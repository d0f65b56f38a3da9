use chrono::NaiveDateTime;
use serde::{Deserialize, Serialize};

use crate::error::AppError;
use crate::schema::parse_amount;

#[derive(Debug, Clone, Copy, PartialEq, Eq, Serialize, Deserialize, sqlx::Type)]
#[serde(rename_all = "snake_case")]
#[sqlx(rename_all = "snake_case")]
pub enum TransactionType {
    Donation,
    Withdrawal,
    CharityRegistration,
    Other,
}

#[derive(Debug, Clone, Copy, PartialEq, Eq, Serialize, Deserialize, sqlx::Type)]
#[serde(rename_all = "lowercase")]
#[sqlx(rename_all = "lowercase")]
pub enum TransactionStatus {
    Pending,
    Success,
    Failed,
}

/// A generalized ledger entry covering donations, withdrawals and
/// charity-registration events. `status` only ever moves forward:
/// pending -> success or pending -> failed, both terminal.
#[derive(Debug, Clone, Serialize, Deserialize, sqlx::FromRow)]
#[serde(rename_all = "camelCase")]
pub struct Transaction {
    pub id: i64,
    pub tx_hash: String,
    pub from_address: String,
    pub to_address: Option<String>,
    pub amount: String,
    #[serde(rename = "type")]
    pub tx_type: TransactionType,
    pub status: TransactionStatus,
    pub charity_id: Option<i64>,
    pub campaign_id: Option<i64>,
    pub block_number: Option<i64>,
    pub timestamp: NaiveDateTime,
    pub metadata: Option<String>,
    pub created_at: Option<NaiveDateTime>,
}

#[derive(Debug, Clone, Deserialize)]
#[serde(rename_all = "camelCase")]
pub struct NewTransaction {
    pub tx_hash: String,
    pub from_address: String,
    #[serde(default)]
    pub to_address: Option<String>,
    pub amount: String,
    #[serde(rename = "type")]
    pub tx_type: TransactionType,
    pub status: TransactionStatus,
    #[serde(default)]
    pub charity_id: Option<i64>,
    #[serde(default)]
    pub campaign_id: Option<i64>,
    #[serde(default)]
    pub block_number: Option<i64>,
    pub timestamp: NaiveDateTime,
    #[serde(default)]
    pub metadata: Option<String>,
}

impl NewTransaction {
    pub fn validate(&self) -> Result<(), AppError> {
        if self.tx_hash.trim().is_empty() {
            return Err(AppError::Validation("txHash must not be empty".into()));
        }
        if self.from_address.trim().is_empty() {
            return Err(AppError::Validation(
                "fromAddress must not be empty".into(),
            ));
        }
        parse_amount("amount", &self.amount)?;
        Ok(())
    }
}
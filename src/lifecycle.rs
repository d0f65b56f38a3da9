//! The charity-request state machine: PENDING -> APPROVED | REJECTED, both
//! terminal for the unprivileged path. Transitions are serialized per request
//! id by the store's compare-and-set, and the approval notification is
//! dispatched after the transition commits so a slow or failing transport can
//! never roll an approval back.

use std::time::Duration;

use tokio::sync::mpsc;

use crate::error::AppError;
use crate::notify::Notification;
use crate::schema::{CharityRequest, CharityRequestUpdate, NewCharityRequest, RequestStatus};
use crate::state::DbContext;
use crate::storage::FileStore;

#[derive(Clone)]
pub struct LifecycleManager {
    db: DbContext,
    files: FileStore,
    mailer: mpsc::Sender<Notification>,
    notify_timeout: Duration,
}

impl LifecycleManager {
    pub fn new(
        db: DbContext,
        files: FileStore,
        mailer: mpsc::Sender<Notification>,
        notify_timeout: Duration,
    ) -> Self {
        Self {
            db,
            files,
            mailer,
            notify_timeout,
        }
    }

    /// Creates a new request in PENDING. The uploaded document references are
    /// already stored by the caller; this only records them.
    pub async fn submit(&self, new: NewCharityRequest) -> Result<CharityRequest, AppError> {
        let saved = self.db.save_charity_request(&new).await?;
        log::info!(
            "Charity request {} submitted by {}",
            saved.id,
            saved.wallet_address
        );
        Ok(saved)
    }

    pub async fn approve(&self, id: i64) -> Result<CharityRequest, AppError> {
        let approved = self.transition(id, RequestStatus::Approved).await?;
        log::info!("Charity request {id} approved");
        self.dispatch(Notification::approval(&approved.email)).await;
        Ok(approved)
    }

    pub async fn reject(&self, id: i64) -> Result<CharityRequest, AppError> {
        let rejected = self.transition(id, RequestStatus::Rejected).await?;
        log::info!("Charity request {id} rejected");
        Ok(rejected)
    }

    async fn transition(&self, id: i64, to: RequestStatus) -> Result<CharityRequest, AppError> {
        match self.db.transition_request_from_pending(id, to).await? {
            Some(request) => Ok(request),
            None => match self.db.charity_request_by_id(id).await? {
                Some(request) => Err(AppError::Conflict(format!(
                    "charity request {id} is already {:?}",
                    request.status
                ))),
                None => Err(AppError::NotFound(format!("no charity request with id {id}"))),
            },
        }
    }

    /// Privileged override: sets any status directly, including moving a
    /// request out of a terminal state. Authorization is the calling layer's
    /// concern.
    pub async fn update_by_admin(
        &self,
        id: i64,
        status: RequestStatus,
    ) -> Result<CharityRequest, AppError> {
        let updated = self
            .db
            .set_request_status(id, status)
            .await?
            .ok_or_else(|| AppError::NotFound(format!("no charity request with id {id}")))?;
        log::info!("Charity request {id} set to {status:?} by admin");
        Ok(updated)
    }

    /// Field updates are allowed in any state. When the logo is declared
    /// changed, a replacement must be supplied and the old stored reference is
    /// released before the new one is recorded.
    pub async fn update_details(
        &self,
        id: i64,
        update: CharityRequestUpdate,
        logo_changed: bool,
        new_logo: Option<String>,
    ) -> Result<CharityRequest, AppError> {
        if logo_changed && new_logo.is_none() {
            return Err(AppError::Validation(
                "logo declared changed but no replacement logo was supplied".into(),
            ));
        }

        let mut request = self
            .db
            .charity_request_by_id(id)
            .await?
            .ok_or_else(|| AppError::NotFound(format!("no charity request with id {id}")))?;

        if logo_changed {
            if let Some(old) = request.logo_url.take() {
                if let Err(err) = self.files.delete(&old).await {
                    log::warn!("Failed to release old logo {old}: {err:#}");
                }
            }
            request.logo_url = new_logo;
        }
        if let Some(wallet) = update.wallet_address {
            request.wallet_address = wallet;
        }
        if let Some(name) = update.charity_name {
            request.charity_name = name;
        }
        if let Some(description) = update.description {
            request.description = description;
        }
        if let Some(email) = update.email {
            request.email = email;
        }
        if let Some(website) = update.website_url {
            request.website_url = Some(website);
        }

        self.db.update_charity_request(&request).await
    }

    /// Permanent removal. Stored files are not cascaded; cleaning up orphaned
    /// uploads is the caller's responsibility.
    pub async fn delete(&self, id: i64) -> Result<(), AppError> {
        if !self.db.delete_charity_request(id).await? {
            return Err(AppError::NotFound(format!("no charity request with id {id}")));
        }
        log::info!("Charity request {id} deleted");
        Ok(())
    }

    /// Best-effort, at-least-once intent: a full queue or stopped dispatcher
    /// is logged and swallowed, never surfaced to the approval caller.
    async fn dispatch(&self, mail: Notification) {
        match tokio::time::timeout(self.notify_timeout, self.mailer.send(mail)).await {
            Ok(Ok(())) => {}
            Ok(Err(err)) => log::warn!("Approval notification dropped: {err}"),
            Err(_) => log::warn!(
                "Approval notification timed out after {:?}",
                self.notify_timeout
            ),
        }
    }
}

:::::

■ **WORK ORDER**: Take every line in the preceding listing that contains "Clone" and copy it.

■ **SOLUTION**:
#[derive(Debug, Clone, Copy, PartialEq, Eq, Serialize, Deserialize, sqlx::Type)]
#[derive(Debug, Clone, Copy, PartialEq, Eq, Serialize, Deserialize, sqlx::Type)]
#[derive(Debug, Clone, Serialize, Deserialize, sqlx::FromRow)]
#[derive(Debug, Clone, Deserialize)]
#[derive(Clone)]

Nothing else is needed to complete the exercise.